Provided material
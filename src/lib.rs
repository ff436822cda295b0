//! Contact management web backend.
//!
//! A small HTTP/JSON service storing contact records in SQLite, with a
//! single static page as its front end.

pub mod config;
pub mod http;
pub mod lifecycle;
pub mod observability;
pub mod store;

pub use config::ServerConfig;
pub use http::HttpServer;
pub use lifecycle::Shutdown;
pub use store::{Contact, ContactFields, ContactStore, SqliteContactStore, StoreError};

Your task
Restate every record exactly, leaving nothing out.

Solution below
filename src/lib.rs
repository ff436822cda295b0
//! Contact management web backend.
//!
//! A small HTTP/JSON service storing contact records in SQLite, with a
//! single static page as its front end.

pub mod config;
pub mod http;
pub mod lifecycle;
pub mod observability;
pub mod store;

pub use config::ServerConfig;
pub use http::HttpServer;
pub use lifecycle::Shutdown;
pub use store::{Contact, ContactFields, ContactStore, SqliteContactStore, StoreError};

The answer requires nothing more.